La pregunta es si el PP estaría preparado si tuviera que gobernar mañana; la respuesta no puede limitarse a que no gobernaría peor que Sánchez

Una melodía propia para Feijóo. Ignacio Peyró
Quintatinta (con foto de Samuel Sánchez)
Ignacio Peyró

El líder de la oposición tiene escolta, puede usar la sala de autoridades del aeropuerto y asiste al desfile por la Fiesta Nacional desde un lugar más expuesto de lo que seguramente le apetecería. Ahí se acaban las dulzuras oficiales del cargo. El resto es amargor, comenzando por un menosprecio que la costumbre también ha alzado a rango de oficialidad. José Luis Rodríguez Zapatero, por ejemplo, trajo una revolución moral a España y en Iberoamérica es el perejil de todos los sancochos: Alfonso Guerra, sin embargo, se creyó que era un Bambi. Felipe González, por su parte, se reía de José María Aznar: ¿se lo imagina alguien —clamaba— defendiendo nuestros intereses en Europa? Luego hubo algún Consejo Europeo en el que Aznar llegó a echarle el humo en la cara al canciller Gerhard Schröder. En definitiva, no hay que fiarse mucho en materia de aprecios y desprecios: sus adversarios reconocieron que a Manuel Fraga “le cabía el Estado en la cabeza” y calentó escaño una década; sus rivales han llamado a Pedro Sánchez doctor cum fraude y, si José Luis Ábalos lo permite, durará más en el cargo que Mariano Rajoy.

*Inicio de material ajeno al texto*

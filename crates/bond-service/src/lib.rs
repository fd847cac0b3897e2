//! # bond-service — Concurrency shell around the bonding engine.
//!
//! - [`service::BondingService`]: single writer over a `parking_lot::RwLock`,
//!   broadcasting engine events over `tokio::sync::broadcast`
//! - [`clock`]: wall clock (`chrono`) and a manual clock for tests
//! - [`config::ServiceConfig`]: TOML file plus `BOND_` environment overrides
//! - [`logging::init_logging`]: text or JSON `tracing` output

pub mod clock;
pub mod config;
pub mod logging;
pub mod service;

pub use clock::{Clock, ManualClock, SystemClock};
pub use config::ServiceConfig;
pub use logging::init_logging;
pub use service::BondingService;
/// Per-account summary.
#[derive(Serialize, Deserialize, Debug, Clone, Copy, PartialEq, Eq, Default)]
pub struct UserInfo {
    /// Utilization change attributed to the previous epoch.
    pub personal_utilization: i128,
    /// Claimable now, after the personal ratio.
    pub eligible_rewards: u128,
    /// Claimable now at a full personal ratio.
    pub max_rewards: u128,
    pub locked_amount: u128,
    pub lock_end: u64,
    pub bonded_balance: u128,
}

/// Annualised rates of one account, in basis points.
#[derive(Serialize, Deserialize, Debug, Clone, Copy, PartialEq, Eq, Default)]
pub struct UserApy {
    /// After the personal utilization ratio.
    pub current: u128,
    /// At a full personal ratio.
    pub max: u128,
}

pub struct BondingEngine {
    ledger: EscrowLedger,
    epochs: EpochConfig,
    claims: ClaimBook,
    access: AccessControl,
    paused: bool,
    emission: Arc<dyn EmissionSource>,
    utilization: Arc<dyn UtilizationSource>,
    rewards: Arc<dyn RewardSink>,
    outbox: Vec<BondingEvent>,
}

impl fmt::Debug for BondingEngine {
    fn fmt(&self, f: &mut fmt::Formatter<'_>) -> fmt::Result {
        f.debug_struct("BondingEngine")
            .field("epochs", &self.epochs)
            .field("paused", &self.paused)
            .finish_non_exhaustive()
    }
}
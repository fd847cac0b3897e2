//! Service configuration.
//!
//! Loaded with the `config` crate from an optional TOML file, then overridden
//! by `BOND_`-prefixed environment variables (`BOND_EPOCH_LENGTH_SECS=86400`).
//! Validation turns the raw values into the typed parameters of the engine.

use std::collections::HashMap;
use std::path::Path;

use config::{Config, Environment, File};
use serde::{Deserialize, Serialize};
use tracing_subscriber::util::TryInitError;

use bond_core::constants::{
    DEFAULT_EPOCH_LENGTH_SECS, DEFAULT_PERSONAL_LOWER_BOUND, DEFAULT_REDUCTION_BPS, DEFAULT_REDUCTION_CLIFF,
    DEFAULT_SYSTEM_LOWER_BOUND, TOKEN,
};
use bond_core::error::ConfigError;
use bond_core::types::Address;
use bond_emission::{EmissionSchedule, EpochConfig};
use bond_escrow::LedgerParams;

use crate::clock::SystemClock;
use crate::logging;

/// Prefix of environment overrides.
pub const ENV_PREFIX: &str = "BOND";

#[derive(Serialize, Deserialize, Debug, Clone, PartialEq, Eq)]
#[serde(default)]
pub struct ServiceConfig {
    /// Hex address granted every role at startup.
    pub admin: String,
    /// Timestamp at which epoch 0 starts.
    pub epoch_start: u64,
    pub epoch_length_secs: u64,
    pub system_lower_bound: u64,
    pub personal_lower_bound: u64,
    /// Shortest accepted lock duration. Follows `epoch_length_secs` when unset.
    pub min_lock_secs: Option<u64>,
    /// Gross budget per epoch, in whole tokens.
    pub emissions_per_epoch_tokens: u64,
    pub reduction_cliff: u64,
    pub reduction_bps: u64,
    /// Average block time used by the system clock to derive block numbers.
    pub block_time_secs: u64,
    /// Log level filter string (e.g. "info", "bond_escrow=debug").
    pub log_level: String,
    /// "text" or "json".
    pub log_format: String,
    /// Capacity of the notification broadcast channel.
    pub event_capacity: usize,
}

impl Default for ServiceConfig {
    fn default() -> Self {
        Self {
            admin: String::new(),
            epoch_start: 0,
            epoch_length_secs: DEFAULT_EPOCH_LENGTH_SECS,
            system_lower_bound: DEFAULT_SYSTEM_LOWER_BOUND,
            personal_lower_bound: DEFAULT_PERSONAL_LOWER_BOUND,
            min_lock_secs: None,
            emissions_per_epoch_tokens: 1_000_000,
            reduction_cliff: DEFAULT_REDUCTION_CLIFF,
            reduction_bps: DEFAULT_REDUCTION_BPS,
            block_time_secs: 12,
            log_level: "info".to_string(),
            log_format: "text".to_string(),
            event_capacity: 1024,
        }
    }
}

impl ServiceConfig {
    /// Load from `path` (if given) and the process environment.
    pub fn load(path: Option<&Path>) -> Result<Self, ConfigError> {
        Self::load_with_env(path, None)
    }

    /// Load from `path` (if given) and `env` instead of the process
    /// environment when `env` is `Some`.
    pub fn load_with_env(path: Option<&Path>, env: Option<HashMap<String, String>>) -> Result<Self, ConfigError> {
        let mut builder = Config::builder();
        if let Some(path) = path {
            builder = builder.add_source(File::from(path).required(true));
        }
        builder = builder.add_source(
            Environment::with_prefix(ENV_PREFIX)
                .prefix_separator("_")
                .try_parsing(true)
                .source(env),
        );
        let cfg: Self = builder
            .build()
            .and_then(|c| c.try_deserialize())
            .map_err(|e| ConfigError::Load(e.to_string()))?;
        cfg.validate()?;
        Ok(cfg)
    }

    /// Check every derived parameter without building anything.
    pub fn validate(&self) -> Result<(), ConfigError> {
        self.admin_address()?;
        self.epoch_config()?;
        self.emission_schedule()?;
        if self.block_time_secs == 0 {
            return Err(ConfigError::Load("block_time_secs must be positive".into()));
        }
        if self.event_capacity == 0 {
            return Err(ConfigError::Load("event_capacity must be positive".into()));
        }
        if !matches!(self.log_format.as_str(), "text" | "json") {
            return Err(ConfigError::Load(format!("unknown log format {:?}", self.log_format)));
        }
        Ok(())
    }

    pub fn admin_address(&self) -> Result<Address, ConfigError> {
        let admin: Address = self
            .admin
            .parse()
            .map_err(|e| ConfigError::Load(format!("admin {:?}: {e}", self.admin)))?;
        admin
            .ensure_nonzero()
            .map_err(|_| ConfigError::Load("admin must not be the zero address".into()))?;
        Ok(admin)
    }

    pub fn epoch_config(&self) -> Result<EpochConfig, ConfigError> {
        EpochConfig::new(self.epoch_start, self.epoch_length_secs)?
            .with_bounds(self.system_lower_bound, self.personal_lower_bound)
    }

    pub fn ledger_params(&self) -> LedgerParams {
        LedgerParams { min_lock_secs: self.min_lock_secs.unwrap_or(self.epoch_length_secs) }
    }

    /// Wall clock starting now at block 0, ticking at `block_time_secs`.
    pub fn system_clock(&self) -> SystemClock {
        SystemClock::starting_now(self.block_time_secs)
    }

    /// Install the global subscriber from `log_level` and `log_format`.
    pub fn init_logging(&self) -> Result<(), TryInitError> {
        logging::init_logging(&self.log_level, &self.log_format)
    }

    pub fn emission_schedule(&self) -> Result<EmissionSchedule, ConfigError> {
        let per_epoch = u128::from(self.emissions_per_epoch_tokens) * TOKEN;
        EmissionSchedule::new(per_epoch, self.reduction_cliff, self.reduction_bps)
    }
}
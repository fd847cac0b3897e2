//! # bond-emission — Utilization-gated epoch emissions and reward claims.
//!
//! Wires the escrow ledger from bond-escrow to the collaborator traits in
//! bond-core:
//!
//! - **Epochs**: fixed-length windows with an end-of-epoch sampling offset.
//! - **Ratios**: system and personal utilization ratios bounded below by
//!   configurable lower bounds.
//! - **Baselines**: three-deep active-epoch pointers resolving the
//!   cumulative utilization an epoch is measured against.
//! - **Engine**: emissions per epoch, eligible rewards, write-once claims,
//!   pause and role-gated configuration.

pub mod claims;
pub mod engine;
pub mod epoch;
pub mod math;
pub mod ratio;
pub mod schedule;
pub mod utilization;

pub use engine::{BondingEngine, ClaimReceipt, Collaborators, UserApy, UserInfo};
pub use epoch::EpochConfig;
pub use schedule::EmissionSchedule;
pub use utilization::{resolve_baseline, UtilizationLedger};
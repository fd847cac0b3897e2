//! Collaborator interfaces consumed by the emission engine.
//!
//! - [`EmissionSource`]: gross emission budget per epoch (bond-emission's
//!   `EmissionSchedule` implements)
//! - [`UtilizationSource`]: cumulative utilization series and active-epoch
//!   pointers (bond-emission's `UtilizationLedger` implements)
//! - [`RewardSink`]: pays out claimed rewards ([`MemoryRewardSink`] here)

use std::collections::HashMap;

use parking_lot::Mutex;

use crate::error::BondResult;
use crate::types::{ActiveEpochPointers, Address};

/// Source of the per-epoch emission budget before utilization gating.
pub trait EmissionSource: Send + Sync {
    /// Gross emissions for `epoch`.
    ///
    /// Implementations fail with `InputError::FutureEpoch` when
    /// `epoch > current_epoch`.
    fn gross_emission_budget(&self, epoch: u64, current_epoch: u64) -> BondResult<u128>;
}

/// Cumulative utilization signals produced outside this workspace.
///
/// Values are cumulative through the given epoch, not per-epoch deltas.
pub trait UtilizationSource: Send + Sync {
    /// System-wide cumulative utilization through `epoch`.
    fn total_utilization(&self, epoch: u64) -> BondResult<i128>;

    /// Cumulative utilization of `account` through `epoch`.
    fn personal_utilization(&self, account: &Address, epoch: u64) -> BondResult<i128>;

    /// Most recent epochs at which system utilization changed.
    fn system_active_epochs(&self) -> BondResult<ActiveEpochPointers>;

    /// Most recent epochs at which `account`'s utilization changed.
    fn personal_active_epochs(&self, account: &Address) -> BondResult<ActiveEpochPointers>;
}

/// Destination of claimed rewards.
pub trait RewardSink: Send + Sync {
    /// Credit `amount` to `recipient`.
    fn transfer(&self, recipient: &Address, amount: u128) -> BondResult<()>;
}

/// In-memory reward sink recording credited balances. Suitable for tests and
/// simulations; a production deployment mints through its own sink.
#[derive(Debug, Default)]
pub struct MemoryRewardSink {
    balances: Mutex<HashMap<Address, u128>>,
}

impl MemoryRewardSink {
    pub fn new() -> Self {
        Self::default()
    }

    pub fn balance_of(&self, account: &Address) -> u128 {
        self.balances.lock().get(account).copied().unwrap_or(0)
    }

    pub fn total_paid(&self) -> u128 {
        self.balances.lock().values().sum()
    }
}

impl RewardSink for MemoryRewardSink {
    fn transfer(&self, recipient: &Address, amount: u128) -> BondResult<()> {
        recipient.ensure_nonzero()?;
        let mut balances = self.balances.lock();
        let entry = balances.entry(*recipient).or_insert(0);
        *entry = entry
            .checked_add(amount)
            .ok_or(crate::error::ArithmeticError::Overflow)?;
        Ok(())
    }
}
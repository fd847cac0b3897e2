//! Reference scenarios for the emission engine and escrow ledger.
//!
//! - A: ratio normalization against a claimed target
//! - B: a sole locker earns the whole epoch emission
//! - C: an epoch left unclaimed is forfeited
//! - D: baseline resolution through the three active-epoch pointers
//!
//! Plus claim idempotency, pause enforcement and the lock lifecycle.

use bond_core::constants::{RATIO_SCALE, TOKEN};
use bond_core::error::{BondError, InputError, StateError, UtilizationError};
use bond_core::traits::UtilizationSource;
use bond_core::types::ActiveEpochPointers;
use bond_emission::ratio::normalize_ratio;
use bond_emission::resolve_baseline;
use bond_tests::helpers::*;

// ---------------------------------------------------------------------------
// Scenario A
// ---------------------------------------------------------------------------

#[test]
fn scenario_a_ratio() {
    assert_eq!(normalize_ratio(250, 1_000, 5_000, true), 6_250);
}

#[test]
fn scenario_a_through_engine() {
    let mut w = world();
    w.engine.create_lock(&account(1), 1_000 * TOKEN, max_unlock(START), stamp(START)).unwrap();
    // Claimed total of epoch 1 becomes the target of epoch 2.
    let r = w.engine.claim_rewards(&account(1), &account(1), epoch_ts(2, 5)).unwrap();
    assert_eq!(r.amount, BUDGET);

    w.utilization.record_utilization(&account(1), 2, (BUDGET / 4) as i128).unwrap();
    assert_eq!(w.engine.system_utilization_ratio(2, epoch_ts(2, 10)).unwrap(), 6_250);
}

// ---------------------------------------------------------------------------
// Scenario B
// ---------------------------------------------------------------------------

#[test]
fn scenario_b_sole_locker_takes_whole_emission() {
    let mut w = world();
    w.engine.create_lock(&account(1), 1_000 * TOKEN, max_unlock(START), stamp(START)).unwrap();

    let now = epoch_ts(1, 1);
    let emission = w.engine.emissions_for_epoch(0, now).unwrap();
    assert_eq!(emission, BUDGET);
    assert_eq!(w.engine.eligible_reward(&account(1), 0, now).unwrap(), emission);
}

#[test]
fn scenario_b_late_locker_shares_by_balance() {
    let mut w = world();
    w.engine.create_lock(&account(1), 1_000 * TOKEN, max_unlock(START), stamp(START)).unwrap();
    w.engine
        .create_lock(&account(2), 1_000 * TOKEN, max_unlock(START), stamp(START + WEEK))
        .unwrap();

    let now = epoch_ts(1, 1);
    let a = w.engine.eligible_reward(&account(1), 0, now).unwrap();
    let b = w.engine.eligible_reward(&account(2), 0, now).unwrap();
    assert!(a > 0 && b > 0);
    assert!(a + b <= BUDGET);
    assert!(BUDGET - (a + b) < 10, "rounding dust only: {}", BUDGET - (a + b));
    // Same lock end, same slope: the same balance at the epoch end.
    assert_eq!(a, b);
}

// ---------------------------------------------------------------------------
// Scenario C
// ---------------------------------------------------------------------------

#[test]
fn scenario_c_unclaimed_epoch_is_forfeited() {
    let mut w = world();
    let alice = account(1);
    w.engine.create_lock(&alice, 1_000 * TOKEN, max_unlock(START), stamp(START)).unwrap();

    // Epoch 1's reward claimed during epoch 2.
    let r1 = w.engine.claim_rewards(&alice, &alice, epoch_ts(2, 60)).unwrap();
    assert_eq!(r1.epoch, 1);

    // Epoch 2 passes. At epoch 4 only epoch 3 is claimable.
    let now = epoch_ts(4, 60);
    let claimable = w.engine.user_current_claimable_rewards(&alice, now).unwrap();
    let r3 = w.engine.claim_rewards(&alice, &alice, now).unwrap();
    assert_eq!(r3.epoch, 3);
    assert_eq!(r3.amount, claimable);

    assert!(!w.engine.has_claimed(&alice, 2));
    assert_eq!(w.engine.user_claimed(&alice, 2), 0);
    assert_eq!(w.engine.total_claimed(2), 0);
    let forfeited = w.engine.emissions_for_epoch(2, now).unwrap();
    assert!(forfeited > 0);
    assert_eq!(w.engine.unclaimed_rewards_for_epoch(2, now).unwrap(), forfeited);

    // Nothing further to claim for epoch 3 and no way to reach epoch 2.
    assert_eq!(
        w.engine.claim_rewards(&alice, &alice, now + 1),
        Err(BondError::State(StateError::AlreadyClaimed { epoch: 3 }))
    );
    assert_eq!(w.sink.balance_of(&alice), r1.amount + r3.amount);
}

// ---------------------------------------------------------------------------
// Scenario D
// ---------------------------------------------------------------------------

#[test]
fn scenario_d_baseline_resolution() {
    let w = world();
    let alice = account(1);
    w.utilization.record_utilization(&alice, 1, 100).unwrap();
    w.utilization.record_utilization(&alice, 4, 50).unwrap();

    let pointers = w.utilization.personal_active_epochs(&alice).unwrap();
    assert_eq!(pointers, ActiveEpochPointers::new(4, 1, 0));

    let lookup = |e| w.utilization.personal_utilization(&alice, e);
    assert_eq!(resolve_baseline(&pointers, 6, lookup).unwrap(), 150);
    assert_eq!(resolve_baseline(&pointers, 3, lookup).unwrap(), 100);

    // Never active.
    let never = w.utilization.personal_active_epochs(&account(9)).unwrap();
    assert_eq!(resolve_baseline(&never, 3, |e| w.utilization.personal_utilization(&account(9), e)).unwrap(), 0);

    // All three pointers at or after the query.
    let bob = account(2);
    for epoch in [5, 6, 7] {
        w.utilization.record_utilization(&bob, epoch, 1).unwrap();
    }
    let pointers = w.utilization.personal_active_epochs(&bob).unwrap();
    assert_eq!(
        resolve_baseline(&pointers, 5, |e| w.utilization.personal_utilization(&bob, e)),
        Err(BondError::Utilization(UtilizationError::Untrackable { epoch: 5 }))
    );
}

#[test]
fn scenario_d_untrackable_blocks_claim() {
    let mut w = world();
    let alice = account(1);
    w.engine.create_lock(&alice, 1_000 * TOKEN, max_unlock(START), stamp(START)).unwrap();
    for epoch in [5, 6, 7] {
        w.utilization.record_utilization(&account(2), epoch, 1).unwrap();
    }
    // Claiming epoch 3 needs the system baseline of epoch 3.
    let err = w.engine.claim_rewards(&alice, &alice, epoch_ts(4, 0)).unwrap_err();
    assert_eq!(err, BondError::Utilization(UtilizationError::Untrackable { epoch: 3 }));
    assert!(!w.engine.has_claimed(&alice, 3));
    assert_eq!(w.sink.total_paid(), 0);
}

// ---------------------------------------------------------------------------
// Claims and pause
// ---------------------------------------------------------------------------

#[test]
fn claim_succeeds_at_most_once_per_epoch() {
    let mut w = world();
    let alice = account(1);
    w.engine.create_lock(&alice, 10 * TOKEN, max_unlock(START), stamp(START)).unwrap();
    for epoch in 1..6 {
        let now = epoch_ts(epoch, 100);
        let first = w.engine.claim_rewards(&alice, &alice, now).unwrap();
        assert_eq!(first.epoch, epoch - 1);
        for retry in 1..3 {
            assert_eq!(
                w.engine.claim_rewards(&alice, &account(3), now + retry),
                Err(BondError::State(StateError::AlreadyClaimed { epoch: epoch - 1 }))
            );
        }
    }
    assert_eq!(w.sink.balance_of(&account(3)), 0);
}

#[test]
fn full_personal_ratio_with_enough_utilization() {
    let mut w = world();
    let alice = account(1);
    w.engine.create_lock(&alice, 10 * TOKEN, max_unlock(START), stamp(START)).unwrap();
    let r1 = w.engine.claim_rewards(&alice, &alice, epoch_ts(2, 0)).unwrap();

    w.utilization.record_utilization(&alice, 2, r1.amount as i128).unwrap();
    let r2 = w.engine.claim_rewards(&alice, &alice, epoch_ts(3, 0)).unwrap();
    assert_eq!(r2.personal_ratio, RATIO_SCALE);
    assert_eq!(r2.amount, r2.raw);
}

#[test]
fn paused_engine_rejects_mutations_but_answers_queries() {
    let mut w = world();
    let alice = account(1);
    w.engine.create_lock(&alice, TOKEN, max_unlock(START), stamp(START)).unwrap();
    w.engine.pause(&admin()).unwrap();

    let now = epoch_ts(1, 0);
    assert_eq!(w.engine.claim_rewards(&alice, &alice, now), Err(BondError::State(StateError::Paused)));
    assert_eq!(w.engine.increase_amount(&alice, TOKEN, stamp(now)), Err(BondError::State(StateError::Paused)));
    assert_eq!(w.engine.eligible_reward(&alice, 0, now).unwrap(), BUDGET);

    w.engine.unpause(&admin()).unwrap();
    assert!(w.engine.claim_rewards(&alice, &alice, now).is_ok());
}

#[test]
fn first_epoch_and_future_epoch_guards() {
    let mut w = world();
    assert_eq!(
        w.engine.claim_rewards(&account(1), &account(1), epoch_ts(0, 100)),
        Err(BondError::State(StateError::FirstEpochClaim))
    );
    assert_eq!(
        w.engine.eligible_reward(&account(1), 3, epoch_ts(2, 0)),
        Err(BondError::Input(InputError::FutureEpoch { epoch: 3, current: 2 }))
    );
}

// ---------------------------------------------------------------------------
// Lock lifecycle
// ---------------------------------------------------------------------------

#[test]
fn lock_lifecycle_and_expired_rewards() {
    let mut w = world();
    let alice = account(1);
    let end = START + 4 * WEEK;
    w.engine.create_lock(&alice, 100 * TOKEN, end, stamp(START)).unwrap();
    w.engine.increase_unlock_time(&alice, START + 6 * WEEK, stamp(START + WEEK)).unwrap();
    assert_eq!(
        w.engine.withdraw(&alice, stamp(START + 5 * WEEK)),
        Err(BondError::State(StateError::LockNotExpired { end: START + 6 * WEEK }))
    );
    assert_eq!(w.engine.withdraw(&alice, stamp(START + 6 * WEEK)).unwrap(), 100 * TOKEN);
    assert_eq!(w.engine.ledger().total_supply_at(START + 6 * WEEK), 0);

    // Epoch 3 started after the lock ended: nothing to claim.
    assert_eq!(
        w.engine.claim_rewards(&alice, &alice, epoch_ts(4, 0)),
        Err(BondError::State(StateError::NothingToClaim { epoch: 3 }))
    );
}

#[test]
fn long_idle_gap_keeps_supply_consistent() {
    let mut w = world();
    w.engine.create_lock(&account(1), 500 * TOKEN, START + 20 * WEEK, stamp(START)).unwrap();
    w.engine.create_lock(&account(2), 700 * TOKEN, START + 40 * WEEK, stamp(START + 60)).unwrap();

    // No activity for 60 weeks; both locks end during the gap.
    let later = START + 60 * WEEK + 123;
    assert_eq!(w.engine.ledger().total_supply_at(later), 0);
    w.engine.create_lock(&account(3), 300 * TOKEN, max_unlock(later), stamp(later)).unwrap();
    let supply = w.engine.ledger().total_supply_at(later);
    assert_eq!(supply, w.engine.ledger().balance_of_at(&account(3), later));
    assert!(supply > 0);
}
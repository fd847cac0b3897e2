//! Tracing subscriber setup.

use tracing_subscriber::filter::EnvFilter;
use tracing_subscriber::fmt;
use tracing_subscriber::prelude::*;
use tracing_subscriber::util::TryInitError;

/// Install the global subscriber with the given level filter and output
/// format.
///
/// `RUST_LOG` takes precedence over `level`. Pass `format = "json"` for
/// structured JSON output; any other value gives human-readable text.
/// Fails if a global subscriber is already installed.
pub fn init_logging(level: &str, format: &str) -> Result<(), TryInitError> {
    let filter = EnvFilter::try_from_default_env().unwrap_or_else(|_| EnvFilter::new(level));

    if format == "json" {
        tracing_subscriber::registry()
            .with(filter)
            .with(fmt::layer().json())
            .try_init()
    } else {
        tracing_subscriber::registry()
            .with(filter)
            .with(fmt::layer().with_target(true).with_level(true))
            .try_init()
    }
}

Minusvalorar a Sánchez, en concreto, ha hecho un daño constante al PP. Se probó en la moción de censura. Se volvió a probar, con creces, el 23-J. Con Sánchez, sin embargo, han pasado tantos años que, además de desdeñarlo, uno pensaría que habrían terminado por conocerlo. El camuflaje de las enmiendas destinadas a beneficiar a presos de ETA ha demostrado que no, en un caso donde las culpas del Gobierno no condonan la decepción de la oposición: resulta un consuelo muy escaso pensar que, si ya hemos olvidado esa decepción, es por la capacidad de nuestra política para superar cada día sus enormidades. Quizá, frente a un Gobierno con apoyos parlamentarios tan renqueantes, alguien podría haberse inspirado en el propio Sánchez y aplicar, en todas las votaciones, la receta del “no es no”.

Un error del diputado Alberto Casero al votar la reforma laboral activó el fin de Pablo Casado. Al deseado Alberto Núñez Feijóo le han tocado otros tiempos y otra suerte, aunque aquí no hablamos del atolondramiento de un señor que tenía diarrea: la cadena de inadvertencias revela inercias de mal funcionamiento en un grupo parlamentario. A efectos generales, desmoraliza a un electorado ya dado a pensar que los diputados echan el día tuiteando. A los efectos más concretos de la labor de oposición, es un cortocircuito: si a Feijóo le toca ser la cara propositiva y solvente, Miguel Tellado y su grupo debían ser feroces en el control. Tal vez del Gobierno no quepa esperar nada, pero sí cabe plantearse si al PP no se le puede pedir más: como mínimo, que la acometividad retórica vaya acompañada de una similar efectividad parlamentaria.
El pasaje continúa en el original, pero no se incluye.